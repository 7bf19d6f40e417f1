//! The blocks of the base game and of the mod that world generation refers to

use std::sync::Arc;

use crate::{
    BlockClassRegistry, BlockDef, BlockPos, BlockRegistry, Material, PlantType, ResourceName,
    SustainsPlantType, World,
};

pub const MOD_NAMESPACE: &str = "biomesoplenty";

const VANILLA_CLASSES: &str = "net.minecraft.block.";
const MOD_CLASSES: &str = "biomesoplenty.common.block.";

/// The soil of the mod, whose variants support different plants
#[derive(Debug, Default)]
pub struct BopGrassSoil;

impl SustainsPlantType for BopGrassSoil {
    fn can_sustain_plant_type(&self, world: &dyn World, pos: BlockPos, plant: PlantType) -> bool {
        let variant = world
            .block_state(pos)
            .property("variant")
            .map(|value| value.as_query_string())
            .unwrap_or_default();

        match variant.as_str() {
            "spectral_moss" => plant == PlantType::Cave,
            "smoldering" | "overgrown_netherrack" => plant == PlantType::Nether,
            "sandy" => matches!(
                plant,
                PlantType::Plains | PlantType::Desert | PlantType::Beach
            ),
            _ => match plant {
                PlantType::Plains => true,
                PlantType::Beach => pos
                    .horizontal_neighbors()
                    .any(|neighbor| world.material(neighbor) == Material::Water),
                _ => false,
            },
        }
    }
}

fn register_class(classes: &mut BlockClassRegistry, name: &str, parent: &str) {
    let parent = classes
        .by_qualified_name(parent)
        .unwrap_or_else(|| classes.block());
    classes.register(name, parent);
}

/// Creates a registry with the vanilla and mod blocks used by world generation
pub fn registry() -> BlockRegistry {
    let mut classes = BlockClassRegistry::new();
    let root = classes.block();

    for (name, parent) in [
        ("BlockStone", "net.minecraft.block.Block"),
        ("BlockGrass", "net.minecraft.block.Block"),
        ("BlockDirt", "net.minecraft.block.Block"),
        ("BlockFalling", "net.minecraft.block.Block"),
        ("BlockSand", "net.minecraft.block.BlockFalling"),
        ("BlockGravel", "net.minecraft.block.BlockFalling"),
        ("BlockHardenedClay", "net.minecraft.block.Block"),
        ("BlockColored", "net.minecraft.block.Block"),
        ("BlockSoulSand", "net.minecraft.block.Block"),
        ("BlockFarmland", "net.minecraft.block.Block"),
        ("BlockLiquid", "net.minecraft.block.Block"),
        ("BlockStaticLiquid", "net.minecraft.block.BlockLiquid"),
        ("BlockLeaves", "net.minecraft.block.Block"),
        ("BlockOldLeaf", "net.minecraft.block.BlockLeaves"),
        ("BlockLog", "net.minecraft.block.Block"),
        ("BlockOldLog", "net.minecraft.block.BlockLog"),
        ("BlockBush", "net.minecraft.block.Block"),
        ("BlockTallGrass", "net.minecraft.block.BlockBush"),
        ("BlockIce", "net.minecraft.block.Block"),
        ("BlockSnow", "net.minecraft.block.Block"),
        ("BlockGlass", "net.minecraft.block.Block"),
        ("BlockCactus", "net.minecraft.block.Block"),
    ] {
        register_class(&mut classes, &format!("{VANILLA_CLASSES}{name}"), parent);
    }
    for (name, parent) in [
        ("BlockBOPGrass", "net.minecraft.block.BlockGrass"),
        ("BlockBOPLeaves", "net.minecraft.block.BlockLeaves"),
        ("BlockBOPLog", "net.minecraft.block.BlockLog"),
        ("BlockBOPFlower", "net.minecraft.block.BlockBush"),
    ] {
        register_class(&mut classes, &format!("{MOD_CLASSES}{name}"), parent);
    }
    // Engine class with a block-like name that is not a block
    classes.register_unrelated("net.minecraft.block.BlockEventData");

    let class_of = |classes: &BlockClassRegistry, name: &str| {
        classes.resolve(name).unwrap_or(root)
    };

    let mut blocks = Vec::new();
    {
        let mut add = |name: &str, class: &str, material: Material, hardness: f32| {
            blocks.push(
                BlockDef::new(
                    ResourceName::parse(name),
                    class_of(&classes, class),
                    material,
                )
                .with_hardness(hardness),
            );
        };
        add("stone", "BlockStone", Material::Rock, 1.5);
        add("grass", "BlockGrass", Material::Grass, 0.6);
        add("dirt", "BlockDirt", Material::Ground, 0.5);
        add("sand", "BlockSand", Material::Sand, 0.5);
        add("gravel", "BlockGravel", Material::Sand, 0.6);
        add("hardened_clay", "BlockHardenedClay", Material::Rock, 1.25);
        add("stained_hardened_clay", "BlockColored", Material::Rock, 1.25);
        add("soul_sand", "BlockSoulSand", Material::Sand, 0.5);
        add("farmland", "BlockFarmland", Material::Ground, 0.6);
        add("water", "BlockStaticLiquid", Material::Water, 100.0);
        add("lava", "BlockStaticLiquid", Material::Lava, 100.0);
        add("leaves", "BlockOldLeaf", Material::Leaves, 0.2);
        add("log", "BlockOldLog", Material::Wood, 2.0);
        add("tallgrass", "BlockTallGrass", Material::Vine, 0.0);
        add("ice", "BlockIce", Material::Ice, 0.5);
        add("snow_layer", "BlockSnow", Material::Snow, 0.1);
        add("glass", "BlockGlass", Material::Glass, 0.3);
        add("cactus", "BlockCactus", Material::Cactus, 0.4);
        add("bedrock", "Block", Material::Rock, -1.0);
        add("biomesoplenty:grass", "BlockBOPGrass", Material::Grass, 0.6);
        add("biomesoplenty:leaves_0", "BlockBOPLeaves", Material::Leaves, 0.2);
        add("biomesoplenty:log_0", "BlockBOPLog", Material::Wood, 2.0);
        add("biomesoplenty:flower_0", "BlockBOPFlower", Material::Plants, 0.0);
    }

    let mut registry = BlockRegistry::new(classes);
    for def in blocks {
        let name = def.name.clone();
        let def = match name.path.as_str() {
            "stone" | "dirt" | "sand" | "gravel" | "hardened_clay" | "stained_hardened_clay"
            | "soul_sand" | "log" | "bedrock" | "log_0" => def.with_solid_top(),
            _ => def,
        };
        let def = match (name.namespace.as_str(), name.path.as_str()) {
            ("minecraft", "grass") => def.with_solid_top().with_property("snowy", false),
            ("minecraft", "dirt") => def.with_property("variant", "dirt"),
            ("minecraft", "sand") => def.with_property("variant", "sand"),
            ("minecraft", "stained_hardened_clay") => def.with_property("color", "white"),
            ("minecraft", "farmland") => def.with_property("moisture", 0),
            ("minecraft", "water" | "lava") => def.with_property("level", 0),
            ("minecraft", "leaves") => def
                .with_property("variant", "oak")
                .with_property("decayable", true),
            ("minecraft", "log") => def.with_property("variant", "oak"),
            ("minecraft", "snow_layer") => def.with_property("layers", 1),
            (MOD_NAMESPACE, "grass") => def
                .with_solid_top()
                .with_property("variant", "loamy")
                .with_plant_capability(Arc::new(BopGrassSoil)),
            (MOD_NAMESPACE, "leaves_0") => def.with_property("variant", "yellow_autumn"),
            (MOD_NAMESPACE, "log_0") => def.with_property("variant", "sacred_oak"),
            (MOD_NAMESPACE, "flower_0") => def.with_property("variant", "clover"),
            _ => def,
        };
        registry.register(def);
    }
    registry
}

#[cfg(test)]
mod tests {
    use std::sync::Arc;

    use crate::{BlockPos, PlantType, SnapshotWorld, World};

    use super::registry;

    #[test]
    fn classes_resolve_through_namespaces() {
        let registry = registry();
        let classes = registry.classes();
        let leaves = classes.resolve("BlockLeaves").unwrap();
        let bop_leaves = classes.resolve("BlockBOPLeaves").unwrap();
        assert!(classes.is_subclass_of(bop_leaves, leaves));
        assert!(classes.resolve("BlockEventData").is_none());

        let sand = registry.get("sand").unwrap();
        let falling = classes.resolve("BlockFalling").unwrap();
        assert!(classes.is_subclass_of(registry.def(sand).class, falling));
        assert!(!registry.def(registry.get("bedrock").unwrap()).is_breakable());
    }

    #[test]
    fn mod_grass_decides_by_variant() {
        let registry = Arc::new(registry());
        let grass = registry.state("biomesoplenty:grass").unwrap();
        let capability = registry
            .def(grass.block)
            .plant_capability
            .clone()
            .unwrap();

        let pos = BlockPos::new(0, 64, 0);
        let mut world = SnapshotWorld::new(Arc::clone(&registry));
        world.set_block(pos, grass.clone().with("variant", "spectral_moss"));
        assert!(capability.can_sustain_plant_type(&world, pos, PlantType::Cave));
        assert!(!capability.can_sustain_plant_type(&world, pos, PlantType::Plains));

        world.set_block(pos, grass);
        assert!(capability.can_sustain_plant_type(&world, pos, PlantType::Plains));
        assert!(!capability.can_sustain_plant_type(&world, pos, PlantType::Beach));
        world.set_block_named(pos.east(), "water");
        assert!(capability.can_sustain_plant_type(&world, pos, PlantType::Beach));
        assert!(world.is_side_solid(pos, crate::Direction::Up));
    }
}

□ □ □ □ □

What you have to do: Only the lines containing the string "BlockTallGrass" are needed; pull them out of the records.

Expected output:
        ("BlockTallGrass", "net.minecraft.block.BlockBush"),
        add("tallgrass", "BlockTallGrass", Material::Vine, 0.0);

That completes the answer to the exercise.